Saved data entries
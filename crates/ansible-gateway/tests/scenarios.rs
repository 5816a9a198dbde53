//! End-to-end scenarios over the assembled components.

use std::collections::BTreeMap;
use std::sync::Arc;
use std::time::Duration;

use ansible_admission::{Admission, AdmissionError};
use ansible_core::{maps, AgentId, Message, NodeId, NodeTier};
use ansible_gateway::dispatch::Dispatcher;
use ansible_gateway::testing::FakeRuntime;
use ansible_gateway::{Daemon, GatewayConfig};
use ansible_state::Document;
use tokio::sync::broadcast;

fn message(id: &str, from: &str, to: &str, timestamp: i64) -> Message {
    Message {
        id: id.to_string(),
        from_agent: AgentId::new(from),
        from_node: NodeId::new(from),
        to_agents: vec![AgentId::new(to)],
        content: format!("content of {id}"),
        timestamp,
        updated_at: timestamp,
        read_by_agents: Vec::new(),
        metadata: None,
        delivery: BTreeMap::new(),
    }
}

/// Replicate everything `from` knows into `to` (one sync direction).
fn replicate(from: &Document, to: &Document) {
    to.apply_ops(&from.export_ops(), 99);
}

async fn wait_for<F: Fn() -> bool>(what: &str, pred: F) {
    for _ in 0..400 {
        if pred() {
            return;
        }
        tokio::time::sleep(Duration::from_millis(25)).await;
    }
    panic!("timed out waiting for {what}");
}

// ── S1: bootstrap and invite across two replicas ─────────────

#[test]
fn s1_bootstrap_and_invite() {
    let bb_doc = Document::new("bb1");
    let e_doc = Document::new("e1");
    let bb = Admission::new(bb_doc.clone(), NodeId::new("bb1"));
    let e1 = Admission::new(e_doc.clone(), NodeId::new("e1"));

    bb.bootstrap(NodeTier::Backbone, vec!["always-on".to_string()])
        .unwrap();
    let invite = bb.generate_invite(NodeTier::Edge, None, None).unwrap();

    // The invite replicates to the edge, which consumes it locally.
    replicate(&bb_doc, &e_doc);
    e1.join_with_token(&invite.token, Vec::new()).unwrap();

    // The join replicates back.
    replicate(&e_doc, &bb_doc);
    assert!(bb_doc.contains(maps::NODES, "bb1"));
    assert!(bb_doc.contains(maps::NODES, "e1"));
    assert!(!bb_doc.contains(maps::PENDING_INVITES, &invite.token));

    // A second consumption anywhere fails: the token is gone.
    let err = bb.join_with_token(&invite.token, Vec::new()).unwrap_err();
    assert_eq!(err, AdmissionError::InvalidToken);
}

// ── S2: full mesh round trip over real websockets ────────────

#[tokio::test(flavor = "multi_thread", worker_threads = 2)]
async fn s2_message_round_trip_over_the_wire() {
    // Backbone daemon.
    let bb_dir = tempfile::tempdir().unwrap();
    let mut bb_config = GatewayConfig::for_tier(NodeTier::Backbone);
    bb_config.listen_port = 0;
    bb_config.node_id_override = Some("bb1".to_string());
    bb_config.state_dir = Some(bb_dir.path().to_path_buf());
    let bb = Daemon::start(bb_config, FakeRuntime::silent())
        .await
        .unwrap();
    let bb_tools = bb.tools();

    // Bootstrap and mint a join ticket for the edge.
    let bb_admission = Admission::new(bb_tools.doc().clone(), NodeId::new("bb1"));
    bb_admission
        .bootstrap(NodeTier::Backbone, vec!["always-on".to_string()])
        .unwrap();
    let invite = bb_admission
        .generate_invite(NodeTier::Edge, Some("e1".to_string()), None)
        .unwrap();
    let ticket = bb_admission
        .mint_ws_ticket_from_invite(&invite.token, "e1", None)
        .unwrap();

    // Edge daemon with a scripted runtime that answers "pong".
    let edge_dir = tempfile::tempdir().unwrap();
    let mut edge_config = GatewayConfig::for_tier(NodeTier::Edge);
    edge_config.node_id_override = Some("e1".to_string());
    edge_config.state_dir = Some(edge_dir.path().to_path_buf());
    edge_config.backbone_peers = vec![format!("ws://{}", bb.hub_addr().unwrap())];
    edge_config.join_ticket = Some(ticket.ticket.clone());
    let runtime = FakeRuntime::replying("pong");
    let edge = Daemon::start(edge_config, runtime.clone()).await.unwrap();

    // The ticket admits and registers the edge; membership replicates.
    edge.events().doc_ready().await;
    let edge_doc = edge.tools().doc().clone();
    let bb_doc = bb_tools.doc().clone();
    wait_for("edge registration to reach the backbone", || {
        bb_doc.contains(maps::NODES, "e1")
    })
    .await;

    // Backbone sends; the edge dispatcher answers.
    bb_tools
        .send_message("ping", vec![AgentId::new("e1")], None)
        .unwrap();

    wait_for("edge to deliver the ping", || {
        runtime.invocations_for(
            &bb_doc
                .entries_as::<Message>(maps::MESSAGES)
                .iter()
                .find(|(_, m)| m.content == "ping")
                .map(|(k, _)| k.clone())
                .unwrap_or_default(),
        ) >= 1
    })
    .await;
    let invocation = &runtime.invocations()[0];
    assert_eq!(invocation.from, "ansible:bb1");
    assert_eq!(invocation.to, "ansible:e1");

    // The reply replicates back to the backbone.
    wait_for("pong to reach the backbone", || {
        bb_doc
            .entries_as::<Message>(maps::MESSAGES)
            .iter()
            .any(|(_, m)| {
                m.content == "pong"
                    && m.from_agent == AgentId::new("e1")
                    && m.to_agents == vec![AgentId::new("bb1")]
            })
    })
    .await;

    // The original message is marked delivered to e1 on both replicas.
    wait_for("delivery record to replicate", || {
        bb_doc
            .entries_as::<Message>(maps::MESSAGES)
            .iter()
            .any(|(_, m)| m.content == "ping" && m.delivered_to(&AgentId::new("e1")))
    })
    .await;
    assert!(edge_doc
        .entries_as::<Message>(maps::MESSAGES)
        .iter()
        .any(|(_, m)| m.content == "ping" && m.delivered_to(&AgentId::new("e1"))));

    edge.shutdown().await;
    bb.shutdown().await;
}

// ── S3: backlog drained in order after reconnect ─────────────

#[tokio::test(start_paused = true)]
async fn s3_backlog_on_reconnect() {
    let bb_doc = Document::new("bb1");
    // While the edge is offline, the backbone writes five messages.
    for ts in 1..=5 {
        let m = message(&format!("m-{ts}"), "bb1", "e1", ts);
        bb_doc.insert(maps::MESSAGES, &m.id.clone(), &m);
    }

    // The edge reconnects: its replica catches up in one state exchange,
    // and the sync-triggered reconcile enumerates the whole backlog.
    let edge_doc = Document::new("e1");
    replicate(&bb_doc, &edge_doc);

    let (shutdown_tx, _) = broadcast::channel(1);
    let runtime = FakeRuntime::replying("ack");
    let dispatcher = Dispatcher::spawn(
        edge_doc.clone(),
        NodeId::new("e1"),
        runtime.clone(),
        &shutdown_tx,
    );
    dispatcher.reconcile_once().await;

    let order: Vec<String> = runtime
        .invocations()
        .iter()
        .map(|i| i.item_id.clone())
        .collect();
    assert_eq!(order, vec!["m-1", "m-2", "m-3", "m-4", "m-5"]);

    let replies = edge_doc
        .entries_as::<Message>(maps::MESSAGES)
        .into_iter()
        .filter(|(_, m)| m.content == "ack")
        .count();
    assert_eq!(replies, 5);

    // A duplicate sync event (reconnect flap) must not re-dispatch.
    dispatcher.reconcile_once().await;
    assert_eq!(runtime.invocations().len(), 5);
}

// ── S4: transient failure retries, single reply ──────────────

#[tokio::test(start_paused = true)]
async fn s4_retry_on_transient_failure() {
    let doc = Document::new("e1");
    let m = message("m-1", "bb1", "e1", 1);
    doc.insert(maps::MESSAGES, "m-1", &m);

    let (shutdown_tx, _) = broadcast::channel(1);
    let runtime = FakeRuntime::replying("pong").failing_first(3);
    let _dispatcher = Dispatcher::spawn(
        doc.clone(),
        NodeId::new("e1"),
        runtime.clone(),
        &shutdown_tx,
    );

    for _ in 0..300 {
        tokio::time::sleep(Duration::from_secs(2)).await;
        let delivered = doc
            .get_as::<Message>(maps::MESSAGES, "m-1")
            .and_then(|m| m.delivery.get("e1").cloned())
            .is_some_and(|d| d.state == ansible_core::DeliveryState::Delivered);
        if delivered {
            break;
        }
    }

    let stored: Message = doc.get_as(maps::MESSAGES, "m-1").unwrap();
    let record = stored.delivery.get("e1").unwrap();
    assert_eq!(record.state, ansible_core::DeliveryState::Delivered);
    assert_eq!(record.attempts, 4);
    assert_eq!(runtime.invocations_for("m-1"), 4);

    let replies = doc
        .entries_as::<Message>(maps::MESSAGES)
        .into_iter()
        .filter(|(_, m)| m.content == "pong")
        .count();
    assert_eq!(replies, 1);
}

// ── Crash safety: state survives a snapshot round trip ───────

#[tokio::test]
async fn delivered_state_survives_restart() {
    let dir = tempfile::tempdir().unwrap();
    let store = ansible_state::SnapshotStore::new(dir.path()).unwrap();

    // First life: deliver a message, persist.
    {
        let doc = Document::new("e1");
        doc.insert(maps::MESSAGES, "m-1", &message("m-1", "bb1", "e1", 1));
        let (shutdown_tx, _) = broadcast::channel(1);
        let runtime = FakeRuntime::replying("pong");
        let dispatcher =
            Dispatcher::spawn(doc.clone(), NodeId::new("e1"), runtime, &shutdown_tx);
        dispatcher.reconcile_once().await;
        store.persist(&doc, &store.default_path()).await.unwrap();
    }

    // Second life: hydrate, reconcile — nothing re-dispatches.
    let doc = Document::new("e1");
    store.load(&doc, &store.default_path()).await.unwrap();
    let (shutdown_tx, _) = broadcast::channel(1);
    let runtime = FakeRuntime::replying("pong");
    let dispatcher = Dispatcher::spawn(
        doc.clone(),
        NodeId::new("e1"),
        runtime.clone(),
        &shutdown_tx,
    );
    dispatcher.reconcile_once().await;

    assert!(runtime.invocations().is_empty());
    // Exactly one reply exists, from the first life.
    let replies = doc
        .entries_as::<Message>(maps::MESSAGES)
        .into_iter()
        .filter(|(_, m)| m.content == "pong")
        .count();
    assert_eq!(replies, 1);
}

About this exercise
In the entries above, find each line with the word "format" and return it.

Written response
        content: format!("content of {id}"),
    edge_config.backbone_peers = vec![format!("ws://{}", bb.hub_addr().unwrap())];
        let m = message(&format!("m-{ts}"), "bb1", "e1", ts);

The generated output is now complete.